Ordine nazionale e regionali: i Consigli resteranno in carica fino al 30 giugno 2017. Lo ha deciso il governo

Il Consiglio dei ministri, con l'approvazione del decreto Milleproroghe (art 2), ha deciso che gli attuali organismi dell'Ordine restino in carica per i prossimi sei mesi.
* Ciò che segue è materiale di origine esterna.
use super::GpuContext;
use crate::convert::{self, RGBA_BYTES};
use crate::sink::TextureAllocator;
use anyhow::{Context, Result};
use common::Frame;
use std::sync::Arc;

/// Row pitch in bytes for `width` RGBA8 texels, padded for buffer copies
pub fn padded_bytes_per_row(width: u32) -> u32 {
    let unpadded = width * RGBA_BYTES as u32;
    let align = wgpu::COPY_BYTES_PER_ROW_ALIGNMENT;
    unpadded.div_ceil(align) * align
}

/// A sampled texture holding one video frame
pub struct GpuVideoTexture {
    pub texture: wgpu::Texture,
    pub view: wgpu::TextureView,
    pub sampler: wgpu::Sampler,
    pub width: u32,
    pub height: u32,
}

impl GpuVideoTexture {
    /// Create an empty RGBA8 texture with a linear, clamped sampler
    pub fn new(device: &wgpu::Device, width: u32, height: u32) -> Self {
        let texture = device.create_texture(&wgpu::TextureDescriptor {
            label: Some("GPU Video Texture"),
            size: extent(width, height),
            mip_level_count: 1,
            sample_count: 1,
            dimension: wgpu::TextureDimension::D2,
            format: wgpu::TextureFormat::Rgba8Unorm,
            usage: wgpu::TextureUsages::TEXTURE_BINDING
                | wgpu::TextureUsages::COPY_DST
                | wgpu::TextureUsages::COPY_SRC,
            view_formats: &[],
        });

        let view = texture.create_view(&wgpu::TextureViewDescriptor::default());

        let sampler = device.create_sampler(&wgpu::SamplerDescriptor {
            label: Some("GPU Video Sampler"),
            address_mode_u: wgpu::AddressMode::ClampToEdge,
            address_mode_v: wgpu::AddressMode::ClampToEdge,
            address_mode_w: wgpu::AddressMode::ClampToEdge,
            mag_filter: wgpu::FilterMode::Linear,
            min_filter: wgpu::FilterMode::Linear,
            ..Default::default()
        });

        Self {
            texture,
            view,
            sampler,
            width,
            height,
        }
    }

    /// Read texture data back to CPU as tightly packed RGBA8
    pub fn read_rgba(&self, context: &GpuContext) -> Result<Vec<u8>> {
        let device = &context.device;
        let unpadded_bytes_per_row = self.width * RGBA_BYTES as u32;
        let padded_bytes_per_row = padded_bytes_per_row(self.width);

        let buffer_size = (padded_bytes_per_row * self.height) as wgpu::BufferAddress;

        // Create staging buffer for GPU -> CPU copy
        let staging_buffer = device.create_buffer(&wgpu::BufferDescriptor {
            label: Some("GPU Texture Read Buffer"),
            size: buffer_size,
            usage: wgpu::BufferUsages::COPY_DST | wgpu::BufferUsages::MAP_READ,
            mapped_at_creation: false,
        });

        let mut encoder = device.create_command_encoder(&wgpu::CommandEncoderDescriptor {
            label: Some("GPU Texture Read Encoder"),
        });

        encoder.copy_texture_to_buffer(
            self.texture.as_image_copy(),
            wgpu::TexelCopyBufferInfo {
                buffer: &staging_buffer,
                layout: wgpu::TexelCopyBufferLayout {
                    offset: 0,
                    bytes_per_row: Some(padded_bytes_per_row),
                    rows_per_image: Some(self.height),
                },
            },
            extent(self.width, self.height),
        );

        context.queue.submit(Some(encoder.finish()));

        let buffer_slice = staging_buffer.slice(..);
        let (tx, rx) = std::sync::mpsc::channel();
        buffer_slice.map_async(wgpu::MapMode::Read, move |result| {
            let _ = tx.send(result);
        });

        context.wait_idle()?;

        rx.recv()
            .context("Failed to receive buffer mapping result")?
            .context("Failed to map GPU buffer")?;

        let data = buffer_slice.get_mapped_range();

        // Remove row padding
        let mut rgba = Vec::with_capacity((unpadded_bytes_per_row * self.height) as usize);
        for row in data.chunks(padded_bytes_per_row as usize) {
            rgba.extend_from_slice(&row[..unpadded_bytes_per_row as usize]);
        }

        drop(data);
        staging_buffer.unmap();

        Ok(rgba)
    }
}

fn extent(width: u32, height: u32) -> wgpu::Extent3d {
    wgpu::Extent3d {
        width,
        height,
        depth_or_array_layers: 1,
    }
}

/// Check a requested size against the device limits
fn check_size(context: &GpuContext, width: u32, height: u32) -> Result<()> {
    let max = context.limits.max_texture_dimension_2d;
    if width == 0 || height == 0 {
        anyhow::bail!("Invalid texture size {}x{}", width, height);
    }
    if width > max || height > max {
        anyhow::bail!(
            "Texture size {}x{} exceeds device limit of {}x{}",
            width,
            height,
            max,
            max
        );
    }
    Ok(())
}

/// Uploads frames with `Queue::write_texture`
pub struct DirectUpload {
    context: Arc<GpuContext>,
    /// Converted pixels, reused across frames
    scratch: Vec<u8>,
}

impl DirectUpload {
    pub fn new(context: Arc<GpuContext>) -> Self {
        Self {
            context,
            scratch: Vec::new(),
        }
    }
}

impl TextureAllocator for DirectUpload {
    type Texture = GpuVideoTexture;

    fn allocate(&mut self, width: u32, height: u32) -> Result<GpuVideoTexture> {
        check_size(&self.context, width, height)?;
        Ok(GpuVideoTexture::new(&self.context.device, width, height))
    }

    fn write(&mut self, texture: &GpuVideoTexture, frame: &Frame<'_>) -> Result<()> {
        let bytes_per_row = texture.width * RGBA_BYTES as u32;
        self.scratch
            .resize((bytes_per_row * texture.height) as usize, 0);
        convert::convert_to_rgba8(frame, &mut self.scratch, bytes_per_row as usize);

        self.context.queue.write_texture(
            texture.texture.as_image_copy(),
            &self.scratch,
            wgpu::TexelCopyBufferLayout {
                offset: 0,
                bytes_per_row: Some(bytes_per_row),
                rows_per_image: Some(texture.height),
            },
            extent(texture.width, texture.height),
        );
        Ok(())
    }

    fn destroy(&mut self, texture: GpuVideoTexture) {
        texture.texture.destroy();
    }
}

/// Uploads frames through a staging buffer and a buffer-to-texture copy
pub struct StagedUpload {
    context: Arc<GpuContext>,
}

impl StagedUpload {
    pub fn new(context: Arc<GpuContext>) -> Self {
        Self { context }
    }
}

impl TextureAllocator for StagedUpload {
    type Texture = GpuVideoTexture;

    fn allocate(&mut self, width: u32, height: u32) -> Result<GpuVideoTexture> {
        check_size(&self.context, width, height)?;
        Ok(GpuVideoTexture::new(&self.context.device, width, height))
    }

    fn write(&mut self, texture: &GpuVideoTexture, frame: &Frame<'_>) -> Result<()> {
        let device = &self.context.device;
        let padded_bytes_per_row = padded_bytes_per_row(texture.width);
        let size = (padded_bytes_per_row * texture.height) as wgpu::BufferAddress;

        let staging_buffer = device.create_buffer(&wgpu::BufferDescriptor {
            label: Some("GPU Video Upload Buffer"),
            size,
            usage: wgpu::BufferUsages::COPY_SRC,
            mapped_at_creation: true,
        });

        {
            let mut mapped = staging_buffer.get_mapped_range_mut(..);
            convert::convert_to_rgba8(frame, &mut mapped, padded_bytes_per_row as usize);
        }
        staging_buffer.unmap();

        let mut encoder = device.create_command_encoder(&wgpu::CommandEncoderDescriptor {
            label: Some("GPU Video Upload Encoder"),
        });

        encoder.copy_buffer_to_texture(
            wgpu::TexelCopyBufferInfo {
                buffer: &staging_buffer,
                layout: wgpu::TexelCopyBufferLayout {
                    offset: 0,
                    bytes_per_row: Some(padded_bytes_per_row),
                    rows_per_image: Some(texture.height),
                },
            },
            texture.texture.as_image_copy(),
            extent(texture.width, texture.height),
        );

        self.context.queue.submit(Some(encoder.finish()));
        Ok(())
    }

    fn destroy(&mut self, texture: GpuVideoTexture) {
        texture.texture.destroy();
    }
}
Il Consiglio nazionale e i Consigli regionali dell’Ordine dei giornalisti saranno operativi così fino al 30 giugno 2017. La proroga decisa dal governo rende quindi nulla la convocazione delle elezioni per il rinnovo dei Consigli, disposta dal presidente del Cnog, Enzo Iacopino, per il 29 gennaio e il 5 febbraio 2017. La permanenza in carica dei Consigli dell'Ordine nazionale a regionali è stata decisa per consentire al governo di mettere a punto i Decreti attuativi della Legge di riforma dell’editoria approvata, in via definitiva dalla Camera dei Deputati, lo scorso 4 ottobre e in vigore dal 15 novembre. Gli iscritti all'Ordine andranno quindi alle urne dopo l’entrata in vigore delle nuove regole. Nell’ambito dei Decreti attuativi, infatti, saranno definiti anche i criteri di elezione del Consiglio nazionale dell’Ordine dei giornalisti.
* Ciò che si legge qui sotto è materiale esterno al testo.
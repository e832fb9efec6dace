// Copyright (c) 2025 Felix Kahle.
//
// Permission is hereby granted, free of charge, to any person obtaining
// a copy of this software and associated documentation files (the
// "Software"), to deal in the Software without restriction, including
// without limitation the rights to use, copy, modify, merge, publish,
// distribute, sublicense, and/or sell copies of the Software, and to
// permit persons to whom the Software is furnished to do so, subject to
// the following conditions:
//
// The above copyright notice and this permission notice shall be
// included in all copies or substantial portions of the Software.
//
// THE SOFTWARE IS PROVIDED "AS IS", WITHOUT WARRANTY OF ANY KIND,
// EXPRESS OR IMPLIED, INCLUDING BUT NOT LIMITED TO THE WARRANTIES OF
// MERCHANTABILITY, FITNESS FOR A PARTICULAR PURPOSE AND
// NONINFRINGEMENT. IN NO EVENT SHALL THE AUTHORS OR COPYRIGHT HOLDERS BE
// LIABLE FOR ANY CLAIM, DAMAGES OR OTHER LIABILITY, WHETHER IN AN ACTION
// OF CONTRACT, TORT OR OTHERWISE, ARISING FROM, OUT OF OR IN CONNECTION
// WITH THE SOFTWARE OR THE USE OR OTHER DEALINGS IN THE SOFTWARE.

#[derive(Debug, Clone, Copy, PartialEq, Eq, Hash)]
pub enum PlanPhase {
    Upward,
    Downward,
}

impl std::fmt::Display for PlanPhase {
    fn fmt(&self, f: &mut std::fmt::Formatter<'_>) -> std::fmt::Result {
        match self {
            PlanPhase::Upward => write!(f, "upward"),
            PlanPhase::Downward => write!(f, "downward"),
        }
    }
}

#[derive(Debug, Clone, Copy, PartialEq, Eq, Hash)]
pub struct ArithmeticOverflowError {
    phase: PlanPhase,
}

impl ArithmeticOverflowError {
    #[inline]
    pub fn new(phase: PlanPhase) -> Self {
        Self { phase }
    }

    #[inline]
    pub fn phase(&self) -> PlanPhase {
        self.phase
    }
}

impl std::fmt::Display for ArithmeticOverflowError {
    fn fmt(&self, f: &mut std::fmt::Formatter<'_>) -> std::fmt::Result {
        write!(
            f,
            "Energy accumulation overflowed during the {} phase",
            self.phase
        )
    }
}

impl std::error::Error for ArithmeticOverflowError {}

#[derive(Debug, Clone, PartialEq, Eq, Hash)]
pub enum PlanError {
    ArithmeticOverflow(ArithmeticOverflowError),
}

impl std::fmt::Display for PlanError {
    fn fmt(&self, f: &mut std::fmt::Formatter<'_>) -> std::fmt::Result {
        match self {
            PlanError::ArithmeticOverflow(e) => write!(f, "{}", e),
        }
    }
}

impl std::error::Error for PlanError {}

impl From<ArithmeticOverflowError> for PlanError {
    fn from(err: ArithmeticOverflowError) -> Self {
        PlanError::ArithmeticOverflow(err)
    }
}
Com’è noto, con la nuova Legge sull'editoria, il prossimo Consiglio nazionale dell’Ordine avrà 60 consiglieri, di cui 40 giornalisti professionisti e 20 pubblicisti (attualmente sono 144 + 12 componenti il Consiglio di disciplina). 
L'annuncio del Presidente del Consiglio dei ministri, Paolo Gentiloni (in foto), di un'ulteriore proroga della Consiliatura dell'Ordine dei giornalisti è stata accolta con favore dalla maggioranza dei Presidenti regionali dell'Ordine, perché dimostra la volontà di portare a compimento il processo riformatore dell'Ordine intrapreso dal Parlamento. Alla riforma prevista dal provvedimento di legge sull'editoria mancavano, infatti, i Decfreti attuativi.  "Siamo soddisfatti - si legge in una nota diffusa all'Ansa dai Presidenti degli Ordini regionali - perché questo è il segno della volontà di giungere in tempi brevi al completamento delle norme riguardanti la vita del Consiglio dell'Ordine. L'uteriore proroga con i relativi Decreti attuativi consentirà, infatti, la restituzione ai colleghi giornalisti di uno strumento ordinistico al passo con i tempi e adeguato alle sfide che l'informazione deve affrontare". I Presidenti degli Ordini regionali intervengono poi anche sulla questione del precariato e sulle altre problematiche che affliggono la professione. "Continueremo a batterci per la tutela dei precari sfruttati e sottopagati. Come è ovvio che sia, lo faremo nel segno dell'unità della categoria evitando contrapposizioni strumentali e lacerazioni che invece di aiutare, danneggiano i colleghi più deboli. Pensiamo che la riforma dell'accesso sia la riforma più importante da proporre ora con forza al legislatore per qualificare la professione".